Saved entries:
● ● ● ● ●
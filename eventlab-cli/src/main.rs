//! EventLab CLI — run and validate event-driven backtests.
//!
//! Commands:
//! - `run` — execute a backtest from a TOML config file and save artifacts
//! - `validate` — parse and check a config without running it

use std::path::{Path, PathBuf};

use anyhow::{bail, Context, Result};
use clap::{Parser, Subcommand};
use tracing_subscriber::EnvFilter;

use eventlab_core::engine::StopReason;
use eventlab_core::error::EngineError;
use eventlab_runner::export::{save_artifacts, SummaryArtifact};
use eventlab_runner::runner::{run_backtest, BacktestRun, RunError};
use eventlab_runner::BacktestConfig;

#[derive(Parser)]
#[command(
    name = "eventlab",
    about = "EventLab CLI — event-driven backtesting engine"
)]
struct Cli {
    /// Log filter used when RUST_LOG is unset (e.g. info, debug, eventlab_core=trace).
    #[arg(long, global = true, default_value = "info")]
    log_level: String,

    #[command(subcommand)]
    command: Commands,
}

#[derive(Subcommand)]
enum Commands {
    /// Execute a backtest from a TOML config file.
    Run {
        /// Path to a TOML config file.
        #[arg(long)]
        config: PathBuf,

        /// Output directory for run artifacts.
        #[arg(long, default_value = "results")]
        output_dir: PathBuf,

        /// Skip writing artifacts.
        #[arg(long, default_value_t = false)]
        no_save: bool,

        /// Print the summary as JSON instead of a table.
        #[arg(long, default_value_t = false)]
        json: bool,
    },
    /// Parse and validate a TOML config file without running it.
    Validate {
        /// Path to a TOML config file.
        #[arg(long)]
        config: PathBuf,
    },
}

fn main() -> Result<()> {
    let cli = Cli::parse();
    init_tracing(&cli.log_level);

    match cli.command {
        Commands::Run {
            config,
            output_dir,
            no_save,
            json,
        } => run_cmd(config, output_dir, no_save, json),
        Commands::Validate { config } => validate_cmd(config),
    }
}

fn init_tracing(default_filter: &str) {
    let filter = EnvFilter::try_from_default_env()
        .or_else(|_| EnvFilter::try_new(default_filter))
        .unwrap_or_else(|_| EnvFilter::new("info"));
    tracing_subscriber::fmt()
        .with_env_filter(filter)
        .with_writer(std::io::stderr)
        .init();
}

fn load_config(path: &Path) -> Result<BacktestConfig> {
    let config = BacktestConfig::from_file(path)
        .with_context(|| format!("failed to load config: {}", path.display()))?;
    config
        .validate()
        .with_context(|| format!("invalid config: {}", path.display()))?;
    Ok(config)
}

fn run_cmd(config_path: PathBuf, output_dir: PathBuf, no_save: bool, json: bool) -> Result<()> {
    let config = load_config(&config_path)?;
    tracing::info!(
        config = %config_path.display(),
        symbols = %config.backtest.symbols.join(","),
        strategy = %config.strategy.component_type,
        "starting backtest"
    );

    let run = match run_backtest(&config) {
        Ok(run) => run,
        Err(RunError::Engine(EngineError::EmptyCurve)) => {
            bail!(
                "backtest produced no fills, so there is no equity curve to summarize \
                 (strategy '{}' never traded)",
                config.strategy.component_type
            );
        }
        Err(e) => return Err(e).context("backtest failed"),
    };

    if json {
        let artifact = SummaryArtifact::from_run(&run);
        println!("{}", serde_json::to_string_pretty(&artifact)?);
    } else {
        print_summary(&run);
    }

    if !no_save {
        let run_dir = save_artifacts(&run, &output_dir)?;
        tracing::info!(run_id = %run.run_id, dir = %run_dir.display(), "artifacts saved");
    }
    Ok(())
}

fn validate_cmd(config_path: PathBuf) -> Result<()> {
    let config = load_config(&config_path)?;
    let run_id = config.run_id()?;
    println!("Config OK: {}", config_path.display());
    println!("Run ID:         {run_id}");
    println!("Symbols:        {}", config.backtest.symbols.join(", "));
    println!(
        "Period:         {} to {}",
        config.backtest.start_date, config.backtest.end_date
    );
    println!("Strategy:       {}", config.strategy.component_type);
    Ok(())
}

fn print_summary(run: &BacktestRun) {
    let stats = &run.report.summary;
    let counters = &run.report.run;

    println!();
    println!("=== Backtest Result ===");
    println!("Run ID:         {}", run.run_id);
    println!("Symbols:        {}", run.config.backtest.symbols.join(", "));
    println!(
        "Period:         {} to {}",
        run.config.backtest.start_date, run.config.backtest.end_date
    );
    println!("Strategy:       {}", counters.strategy);
    println!("Venue:          {}", counters.venue);
    println!();
    println!("--- Events ---");
    println!("Heartbeats:     {}", counters.heartbeats);
    println!("Market:         {}", counters.market_events);
    println!("Signals:        {}", counters.signals);
    println!("Orders:         {}", counters.orders);
    println!("Fills:          {}", counters.fills);
    println!("Dropped:        {}", counters.dropped);
    println!();
    println!("--- Performance ---");
    println!("Initial:        {:.2}", stats.initial_capital);
    println!("Final Equity:   {:.2}", stats.final_equity);
    println!("Total Return:   {:.2}%", stats.total_return * 100.0);
    println!("Sharpe:         {}", stats.sharpe_display());
    println!("Max Drawdown:   {:.2}", stats.max_drawdown);
    println!("DD Duration:    {} bars", stats.max_drawdown_duration);
    println!("Commission:     {:.2}", stats.total_commission);

    match counters.stop_reason {
        StopReason::Completed => {}
        StopReason::Stopped => {
            println!();
            println!("WARNING: run was stopped before all bars were replayed");
        }
        StopReason::HeartbeatLimit => {
            println!();
            println!(
                "WARNING: heartbeat limit reached after {} heartbeats",
                counters.heartbeats
            );
        }
    }
    if counters.dropped > 0 {
        println!(
            "WARNING: {} event(s) dropped after handler errors (see log)",
            counters.dropped
        );
    }
}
● ● ● ● ●
Report each line of the records that holds the word "bail".

**The answer:**
use anyhow::{bail, Context, Result};
            bail!(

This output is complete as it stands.